This appendix provides the supplementary materials for our work “A Unified Kernel for Neural Network Learning”, constructed according to the corresponding sections therein. Before that, we first review the useful notations. Let $[N]=\{1,2,\dots,N\}$ be an integer set for $N\in\mathbb{N}^{+}$ , and $|\cdot|_{\#}$ denotes the number of elements in a collection, e.g., $|[N]|_{\#}=N$ . Given two functions $g,h\colon\mathbb{N}^{+}\rightarrow\mathbb{R}$ , we denote by $h=\mathbf{\Theta}(g)$ if there exist positive constants $c_{1},c_{2}$ , and $n_{0}$ such that $c_{1}g(n)\leq h(n)\leq c_{2}g(n)$ for every $n\geq n_{0}$ ; $h=\mathcal{O}(g)$ if there exist positive constants $c$ and $n_{0}$ such that $h(n)\leq cg(n)$ for every $n\geq n_{0}$ ; $h=\Omega(g)$ if there exist positive constants $c$ and $n_{0}$ such that $h(n)\geq cg(n)$ for every $n\geq n_{0}$ . We define the globe $\mathcal{B}(r)=\{\bm{x}\mid\|\bm{x}\|_{2}\leq r\}$ for any $r\in\mathbb{R}^{+}$ . Let $\mathbf{I}_{n}$ be the $n\times n$ -dimensional identity matrix. Let $\|\cdot\|_{p}$ be the norm of a vector or matrix, in which we employ $p=2$ as the default. Given $\bm{x}=(x_{1},\dots,x_{n})$ and $\bm{y}=(y_{1},\dots,y_{n})$ , we also define the sup-related measure as $\|\bm{x}-\bm{y}\|_{\alpha}^{\textrm{sup}}=\sup_{i\in[n]}\big{|}x_{i}-y_{i}\big% {|}^{\alpha}$ for $\alpha>0$ .

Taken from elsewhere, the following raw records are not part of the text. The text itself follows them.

//! Manifest building: directory traversal, package qualification, and
//! descriptor assembly.
//!
//! A package qualifies when its name carries the package extension and its
//! immediate parent directory is a recognized stage. Recognition is an
//! explicit allow-list; anything else is skipped with a debug notice.
//! Traversal is sorted by file name so the same tree always produces the
//! same manifest, byte for byte.

use crate::config::object_key;
use crate::hashing::hash_file;
use crate::publish::{Publisher, strip_query};
use anyhow::{Context, Result};
use stagehand_schema::{Manifest, PKG_EXTENSION, PackageDescriptor};
use std::collections::BTreeSet;
use std::path::Path;
use walkdir::WalkDir;

/// Publishing collaborator plus destination, handed to
/// [`ManifestBuilder::build`] when uploads are enabled.
pub struct PackageUpload<'a> {
    /// Storage backend performing the uploads.
    pub publisher: &'a dyn Publisher,
    /// Bucket receiving package objects.
    pub bucket: &'a str,
    /// Optional key prefix within the bucket.
    pub folder: Option<&'a str>,
}

/// Builds a [`Manifest`] from a root directory of stage subdirectories.
#[derive(Debug, Clone)]
pub struct ManifestBuilder {
    recognized: BTreeSet<String>,
    install_path: String,
}

impl ManifestBuilder {
    /// Create a builder recognizing the given stage names.
    ///
    /// `install_path` is the install-time staging directory recorded in
    /// each descriptor's `file` attribute; a trailing slash is added if
    /// missing.
    pub fn new(stages: impl IntoIterator<Item = String>, install_path: &str) -> Self {
        let mut install_path = install_path.to_string();
        if !install_path.ends_with('/') {
            install_path.push('/');
        }

        Self {
            recognized: stages.into_iter().collect(),
            install_path,
        }
    }

    /// Walk `root` and assemble the manifest, uploading each package as it
    /// is discovered when `upload` is given.
    ///
    /// Every recognized stage directory appears in the result, empty or
    /// not. Descriptors keep traversal order within their stage.
    ///
    /// # Errors
    ///
    /// Fails if `root` is missing or untraversable, if a qualifying
    /// package cannot be hashed, or if any upload fails. No partial
    /// manifest is returned.
    pub async fn build(&self, root: &Path, upload: Option<&PackageUpload<'_>>) -> Result<Manifest> {
        if !root.is_dir() {
            anyhow::bail!(
                "Root directory {} does not exist or is not a directory",
                root.display()
            );
        }

        let mut manifest = Manifest::new();
        let pkg_suffix = format!(".{PKG_EXTENSION}");

        for entry in WalkDir::new(root).min_depth(1).sort_by_file_name() {
            let entry = entry.with_context(|| format!("Failed to traverse {}", root.display()))?;
            let Some(name) = entry.file_name().to_str() else {
                tracing::debug!("Skipping non-UTF-8 file name: {}", entry.path().display());
                continue;
            };

            if entry.file_type().is_dir() {
                if self.recognized.contains(name) {
                    manifest.register_stage(name);
                } else {
                    tracing::debug!("Ignoring unrecognized directory {}", entry.path().display());
                }
                continue;
            }

            if !entry.file_type().is_file() {
                continue;
            }

            if !name.ends_with(&pkg_suffix) {
                tracing::debug!("Skipping non-package file {}", entry.path().display());
                continue;
            }

            let Some(stage) = self.containing_stage(root, entry.path()) else {
                tracing::debug!("Skipping {}: not inside a recognized stage", entry.path().display());
                continue;
            };

            let hash = hash_file(entry.path())?;

            let url = match upload {
                Some(upload) => {
                    let key = object_key(upload.folder, name);
                    let raw = upload
                        .publisher
                        .publish(entry.path(), upload.bucket, &key, "application/octet-stream")
                        .await?;
                    strip_query(&raw).to_string()
                }
                None => String::new(),
            };

            manifest.push(
                &stage,
                PackageDescriptor {
                    file: format!("{}{name}", self.install_path),
                    hash,
                    name: name.to_string(),
                    url,
                },
            );
        }

        Ok(manifest)
    }

    /// The stage a file belongs to: the name of its immediate parent
    /// directory, provided that parent is not the root itself and is
    /// recognized.
    fn containing_stage(&self, root: &Path, file: &Path) -> Option<String> {
        let parent = file.parent()?;
        if parent == root {
            return None;
        }
        let name = parent.file_name()?.to_str()?;
        self.recognized
            .contains(name)
            .then(|| name.to_string())
    }
}

#[cfg(test)]
mod tests {
    use super::*;
    use async_trait::async_trait;
    use std::fs;
    use std::sync::Mutex;
    use tempfile::TempDir;

    // SHA-256 of the literal bytes "hello world".
    const HELLO_DIGEST: &str = "b94d27b9934d3e08a52e52d7da7dabfac484efe37a5380ee9088f7ace2efcde9";

    fn write(root: &Path, rel: &str, content: &[u8]) {
        let path = root.join(rel);
        fs::create_dir_all(path.parent().unwrap()).unwrap();
        fs::write(path, content).unwrap();
    }

    fn builder() -> ManifestBuilder {
        let stages = ["prestage", "stage1", "stage2"].map(String::from);
        ManifestBuilder::new(stages, "/private/tmp/installapplications/")
    }

    /// Records publish calls and returns a fixed-form URL with a signed
    /// query string attached.
    struct StubPublisher {
        calls: Mutex<Vec<(String, String, String)>>,
    }

    impl StubPublisher {
        fn new() -> Self {
            Self {
                calls: Mutex::new(Vec::new()),
            }
        }
    }

    #[async_trait]
    impl Publisher for StubPublisher {
        async fn publish(
            &self,
            _local: &Path,
            bucket: &str,
            key: &str,
            content_type: &str,
        ) -> Result<String> {
            self.calls.lock().unwrap().push((
                bucket.to_string(),
                key.to_string(),
                content_type.to_string(),
            ));
            Ok(format!("https://example/{key}?X-Amz-Signature=abc"))
        }
    }

    struct FailingPublisher;

    #[async_trait]
    impl Publisher for FailingPublisher {
        async fn publish(&self, _: &Path, _: &str, _: &str, _: &str) -> Result<String> {
            anyhow::bail!("upload rejected")
        }
    }

    #[tokio::test]
    async fn builds_descriptors_for_qualifying_packages() {
        let root = TempDir::new().unwrap();
        write(root.path(), "stage1/a.pkg", b"hello world");

        let manifest = builder().build(root.path(), None).await.unwrap();
        let packages = manifest.stage("stage1").unwrap();

        assert_eq!(packages.len(), 1);
        assert_eq!(packages[0].file, "/private/tmp/installapplications/a.pkg");
        assert_eq!(packages[0].hash.as_str(), HELLO_DIGEST);
        assert_eq!(packages[0].name, "a.pkg");
        assert_eq!(packages[0].url, "");
    }

    #[tokio::test]
    async fn empty_recognized_stage_still_appears() {
        let root = TempDir::new().unwrap();
        fs::create_dir(root.path().join("stage2")).unwrap();
        write(root.path(), "stage1/a.pkg", b"bytes");

        let manifest = builder().build(root.path(), None).await.unwrap();
        assert_eq!(manifest.stage("stage2"), Some(&[][..]));
    }

    #[tokio::test]
    async fn non_package_files_are_skipped() {
        let root = TempDir::new().unwrap();
        write(root.path(), "stage1/notes.txt", b"readme");
        write(root.path(), "stage1/a.pkg", b"bytes");

        let manifest = builder().build(root.path(), None).await.unwrap();
        let packages = manifest.stage("stage1").unwrap();
        assert_eq!(packages.len(), 1);
        assert_eq!(packages[0].name, "a.pkg");
    }

    #[tokio::test]
    async fn unrecognized_directories_contribute_nothing() {
        let root = TempDir::new().unwrap();
        write(root.path(), "random/b.pkg", b"bytes");
        write(root.path(), "stage1/a.pkg", b"bytes");

        let manifest = builder().build(root.path(), None).await.unwrap();
        assert!(manifest.stage("random").is_none());
        assert_eq!(manifest.len(), 1);
        let all: Vec<_> = manifest
            .iter()
            .flat_map(|(_, pkgs)| pkgs)
            .map(|p| p.name.as_str())
            .collect();
        assert_eq!(all, ["a.pkg"]);
    }

    #[tokio::test]
    async fn attribution_follows_immediate_parent() {
        let root = TempDir::new().unwrap();
        // Nested under an unrecognized subdirectory of a stage: excluded.
        write(root.path(), "stage1/sub/deep.pkg", b"bytes");
        // A recognized stage name nested deeper still attributes normally.
        write(root.path(), "extras/stage2/c.pkg", b"bytes");

        let manifest = builder().build(root.path(), None).await.unwrap();
        assert_eq!(manifest.stage("stage1"), Some(&[][..]));
        assert!(manifest.stage("sub").is_none());

        let stage2 = manifest.stage("stage2").unwrap();
        assert_eq!(stage2.len(), 1);
        assert_eq!(stage2[0].name, "c.pkg");
    }

    #[tokio::test]
    async fn descriptors_keep_traversal_order() {
        let root = TempDir::new().unwrap();
        write(root.path(), "stage1/c.pkg", b"c");
        write(root.path(), "stage1/a.pkg", b"a");
        write(root.path(), "stage1/b.pkg", b"b");

        let manifest = builder().build(root.path(), None).await.unwrap();
        let names: Vec<_> = manifest
            .stage("stage1")
            .unwrap()
            .iter()
            .map(|p| p.name.as_str())
            .collect();
        assert_eq!(names, ["a.pkg", "b.pkg", "c.pkg"]);
    }

    #[tokio::test]
    async fn missing_root_fails() {
        let err = builder()
            .build(Path::new("/nonexistent/rootdir"), None)
            .await
            .unwrap_err();
        assert!(err.to_string().contains("Root directory"));
    }

    #[tokio::test]
    async fn same_tree_builds_identical_output() {
        let root = TempDir::new().unwrap();
        write(root.path(), "prestage/p.pkg", b"p");
        write(root.path(), "stage1/a.pkg", b"a");
        write(root.path(), "stage1/b.pkg", b"b");
        fs::create_dir(root.path().join("stage2")).unwrap();

        let b = builder();
        let first = b.build(root.path(), None).await.unwrap();
        let second = b.build(root.path(), None).await.unwrap();
        assert_eq!(
            first.to_json().unwrap(),
            second.to_json().unwrap()
        );
    }

    #[tokio::test]
    async fn published_urls_are_query_stripped() {
        let root = TempDir::new().unwrap();
        write(root.path(), "stage1/a.pkg", b"hello world");

        let publisher = StubPublisher::new();
        let upload = PackageUpload {
            publisher: &publisher,
            bucket: "pkgs",
            folder: Some("bootstrap"),
        };

        let manifest = builder()
            .build(root.path(), Some(&upload))
            .await
            .unwrap();
        let packages = manifest.stage("stage1").unwrap();
        assert_eq!(packages[0].url, "https://example/bootstrap/a.pkg");

        let calls = publisher.calls.lock().unwrap();
        assert_eq!(
            *calls,
            [(
                "pkgs".to_string(),
                "bootstrap/a.pkg".to_string(),
                "application/octet-stream".to_string()
            )]
        );
    }

    #[tokio::test]
    async fn publish_failure_aborts_the_build() {
        let root = TempDir::new().unwrap();
        write(root.path(), "stage1/a.pkg", b"bytes");

        let upload = PackageUpload {
            publisher: &FailingPublisher,
            bucket: "pkgs",
            folder: None,
        };

        let err = builder()
            .build(root.path(), Some(&upload))
            .await
            .unwrap_err();
        assert!(err.to_string().contains("upload rejected"));
    }

    #[tokio::test]
    async fn install_path_gains_trailing_slash() {
        let root = TempDir::new().unwrap();
        write(root.path(), "stage1/a.pkg", b"bytes");

        let stages = ["stage1".to_string()];
        let b = ManifestBuilder::new(stages, "/private/tmp/installapplications");
        let manifest = b.build(root.path(), None).await.unwrap();
        assert_eq!(
            manifest.stage("stage1").unwrap()[0].file,
            "/private/tmp/installapplications/a.pkg"
        );
    }
}
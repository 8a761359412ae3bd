//! Class-index to human-readable name tables.
//!
//! Two on-disk formats are supported:
//!
//! - plain text, one class name per line (torchvision's `imagenet_classes.txt`)
//! - Keras' `imagenet_class_index.json`: `{"0": ["n01440764", "tench"], ...}`

use std::{collections::HashMap, path::Path, sync::Arc};

use anyhow::{Context, bail};

/// Number of classes in the ImageNet-1k label space.
pub const IMAGENET_CLASSES: usize = 1000;

/// Ordered, immutable list of class names. Cheap to clone.
#[derive(Debug, Clone)]
pub struct LabelTable {
    labels: Arc<[String]>,
}

impl LabelTable {
    pub fn new(labels: Vec<String>) -> anyhow::Result<Self> {
        if labels.is_empty() {
            bail!("label table is empty");
        }
        if let Some(idx) = labels.iter().position(|l| l.is_empty()) {
            bail!("label {} is empty", idx);
        }
        Ok(LabelTable {
            labels: labels.into(),
        })
    }

    pub fn from_text(content: &str) -> anyhow::Result<Self> {
        Self::new(content.lines().map(|l| l.trim().to_string()).collect())
    }

    pub fn from_text_file(path: &Path) -> anyhow::Result<Self> {
        let content = std::fs::read_to_string(path)
            .with_context(|| format!("failed to read label file {}", path.display()))?;
        Self::from_text(&content).with_context(|| format!("invalid label file {}", path.display()))
    }

    pub fn from_class_index_json(content: &str) -> anyhow::Result<Self> {
        let index: HashMap<String, (String, String)> =
            serde_json::from_str(content).context("class index is not valid JSON")?;
        let count = index.len();
        let mut labels = vec![String::new(); count];
        for (key, (_synset, name)) in index {
            let idx: usize = key
                .parse()
                .with_context(|| format!("class index key '{}' is not a number", key))?;
            let Some(slot) = labels.get_mut(idx) else {
                bail!("class index {} is out of range for {} entries", idx, count);
            };
            *slot = name;
        }
        Self::new(labels)
    }

    pub fn from_class_index_file(path: &Path) -> anyhow::Result<Self> {
        let content = std::fs::read_to_string(path)
            .with_context(|| format!("failed to read class index {}", path.display()))?;
        Self::from_class_index_json(&content)
            .with_context(|| format!("invalid class index {}", path.display()))
    }

    pub fn get(&self, idx: usize) -> Option<&str> {
        self.labels.get(idx).map(String::as_str)
    }

    pub fn len(&self) -> usize {
        self.labels.len()
    }

    pub fn is_empty(&self) -> bool {
        self.labels.is_empty()
    }
}
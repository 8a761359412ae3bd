pub mod aggregator;
pub mod classifier;
pub mod config;
pub mod error;
pub mod labels;
pub mod logging;
pub mod prediction;
pub mod server;
pub mod state;
pub mod storage;
pub mod vision;

pub use classifier::{ClassifierRegistry, ImageClassifier};
pub use error::{ClassifyError, ClassifyResult};
pub use prediction::{ClassificationResult, Prediction, PredictionSet};
pub use state::AppState;
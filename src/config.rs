use std::{path::PathBuf, time::Duration};

/// Default upper bound on an upload body.
pub const DEFAULT_MAX_UPLOAD_BYTES: usize = 16 * 1024 * 1024;

#[derive(Debug, thiserror::Error)]
pub enum ConfigError {
    #[error("Validation failed: {reason}")]
    ValidationFailed { reason: String },

    #[error("Invalid value for field '{field}': {value} - {reason}")]
    InvalidValue {
        field: String,
        value: String,
        reason: String,
    },

    #[error("Incompatible configuration: {reason}")]
    IncompatibleConfig { reason: String },

    #[error("Missing required field: {field}")]
    MissingRequired { field: String },
}

pub type ConfigResult<T> = Result<T, ConfigError>;

/// One network plus the file mapping its outputs to names.
#[derive(Debug, Clone)]
pub struct ModelConfig {
    /// Response key for this model's predictions.
    pub name: String,
    pub model_path: PathBuf,
    pub labels_path: PathBuf,
}

#[derive(Debug, Clone)]
pub struct ServerConfig {
    pub host: String,
    pub port: u16,
    pub upload_dir: PathBuf,
    pub max_upload_bytes: usize,
    /// MobileNetV2, labels from a Keras class-index JSON.
    pub mobilenet: ModelConfig,
    /// ResNet-50, labels from a one-per-line text file.
    pub resnet: ModelConfig,
    /// Uploads older than this are deleted; `None` keeps them forever.
    pub upload_ttl: Option<Duration>,
    pub sweep_interval: Duration,
    pub log_level: log::LevelFilter,
}

impl Default for ServerConfig {
    fn default() -> Self {
        ServerConfig {
            host: "127.0.0.1".to_string(),
            port: 5000,
            upload_dir: PathBuf::from("uploads"),
            max_upload_bytes: DEFAULT_MAX_UPLOAD_BYTES,
            mobilenet: ModelConfig {
                name: "tensorflow".to_string(),
                model_path: PathBuf::from("models/mobilenet_v2.onnx"),
                labels_path: PathBuf::from("models/imagenet_class_index.json"),
            },
            resnet: ModelConfig {
                name: "pytorch".to_string(),
                model_path: PathBuf::from("models/resnet50.onnx"),
                labels_path: PathBuf::from("models/imagenet_classes.txt"),
            },
            upload_ttl: None,
            sweep_interval: Duration::from_secs(300),
            log_level: log::LevelFilter::Info,
        }
    }
}

impl ServerConfig {
    pub fn validate(&self) -> ConfigResult<()> {
        if self.host.is_empty() {
            return Err(ConfigError::MissingRequired {
                field: "host".to_string(),
            });
        }
        if self.max_upload_bytes == 0 {
            return Err(ConfigError::InvalidValue {
                field: "max_upload_bytes".to_string(),
                value: "0".to_string(),
                reason: "must be positive".to_string(),
            });
        }
        if self.upload_ttl.is_some() && self.sweep_interval.is_zero() {
            return Err(ConfigError::InvalidValue {
                field: "sweep_interval".to_string(),
                value: "0".to_string(),
                reason: "must be positive when an upload TTL is set".to_string(),
            });
        }
        for model in [&self.mobilenet, &self.resnet] {
            if model.name.is_empty() {
                return Err(ConfigError::MissingRequired {
                    field: "model name".to_string(),
                });
            }
            let files = [
                ("model_path", &model.model_path),
                ("labels_path", &model.labels_path),
            ];
            for (field, path) in files {
                if !path.is_file() {
                    return Err(ConfigError::InvalidValue {
                        field: format!("{}.{}", model.name, field),
                        value: path.display().to_string(),
                        reason: "file does not exist".to_string(),
                    });
                }
            }
        }
        if self.mobilenet.name == self.resnet.name {
            return Err(ConfigError::IncompatibleConfig {
                reason: format!("both models are named '{}'", self.mobilenet.name),
            });
        }
        Ok(())
    }
}
//! MobileNetV2 classifier (Keras ImageNet weights exported to ONNX).
//!
//! Pipeline:
//! 1. Decode to RGB
//! 2. Resize exactly to 224x224, nearest neighbour (Keras `load_img`)
//! 3. Scale pixels to [-1, 1]
//! 4. NHWC forward pass; the network ends in softmax
//! 5. Top-5 over the probabilities, names from the Keras class index

use std::path::Path;

use anyhow::bail;
use image::imageops::FilterType;

use super::{ImageClassifier, decode_predictions, onnx::OnnxModel};
use crate::{
    error::ClassifyResult,
    labels::LabelTable,
    prediction::PredictionSet,
    vision::{self, PixelScaling, Preprocess, ResizePolicy, TensorLayout},
};

pub const INPUT_SIZE: u32 = 224;

pub struct MobileNetClassifier {
    name: String,
    model: OnnxModel,
    labels: LabelTable,
}

impl MobileNetClassifier {
    pub const PREPROCESS: Preprocess = Preprocess {
        resize: ResizePolicy::Exact {
            width: INPUT_SIZE,
            height: INPUT_SIZE,
            filter: FilterType::Nearest,
        },
        scaling: PixelScaling::Symmetric,
        layout: TensorLayout::Nhwc,
    };

    /// Load the network and its Keras `imagenet_class_index.json`.
    pub fn load(
        name: impl Into<String>,
        model_path: &Path,
        class_index_path: &Path,
    ) -> anyhow::Result<Self> {
        let labels = LabelTable::from_class_index_file(class_index_path)?;
        let model = OnnxModel::load(model_path, Self::PREPROCESS.input_shape())?;
        Self::new(name, model, labels)
    }

    /// Use an already loaded network. Its input shape must match [`Self::PREPROCESS`].
    pub fn new(
        name: impl Into<String>,
        model: OnnxModel,
        labels: LabelTable,
    ) -> anyhow::Result<Self> {
        let expected = Self::PREPROCESS.input_shape();
        if model.input_shape() != expected {
            bail!(
                "model input {:?} does not match preprocessing output {:?}",
                model.input_shape(),
                expected
            );
        }
        Ok(MobileNetClassifier {
            name: name.into(),
            model,
            labels,
        })
    }

    pub fn labels(&self) -> &LabelTable {
        &self.labels
    }
}

impl ImageClassifier for MobileNetClassifier {
    fn name(&self) -> &str {
        &self.name
    }

    fn classify(&self, image_path: &Path) -> ClassifyResult<PredictionSet> {
        let image = vision::load_image(image_path)?;
        let input = Self::PREPROCESS.run(&image);
        let probabilities = self.model.run(input)?;
        decode_predictions(&probabilities, &self.labels)
    }
}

Let $\mathcal{C}(\mathbb{R}^{n_{0}};\mathbb{R}^{n})$ be the space of continuous functions where $n_{0},n\in\mathbb{N}$ . Provided a linear and bounded functional $\mathcal{F}:\mathcal{C}(\mathbb{R}^{n_{0}};\mathbb{R}^{n})\to\mathbb{R}$ and a function $f\in\mathcal{C}(\mathbb{R}^{n_{0}};\mathbb{R}^{n})$ which satisfies $f(\bm{x})\overset{\underset{\mathrm{d}}{}}{\to}f^{*}$ , then we have $\mathcal{F}(f(\bm{x}))\overset{\underset{\mathrm{d}}{}}{\to}\mathcal{F}(f^{*})$ and $\mathbb{E}\left[\mathcal{F}(f(\bm{x}))\right]\to\mathbb{E}\left[\mathcal{F}(f^% {*})\right]$ according to General Transformation Theorem [26, Theorem 2.3] and Uniform Integrability [4], respectively.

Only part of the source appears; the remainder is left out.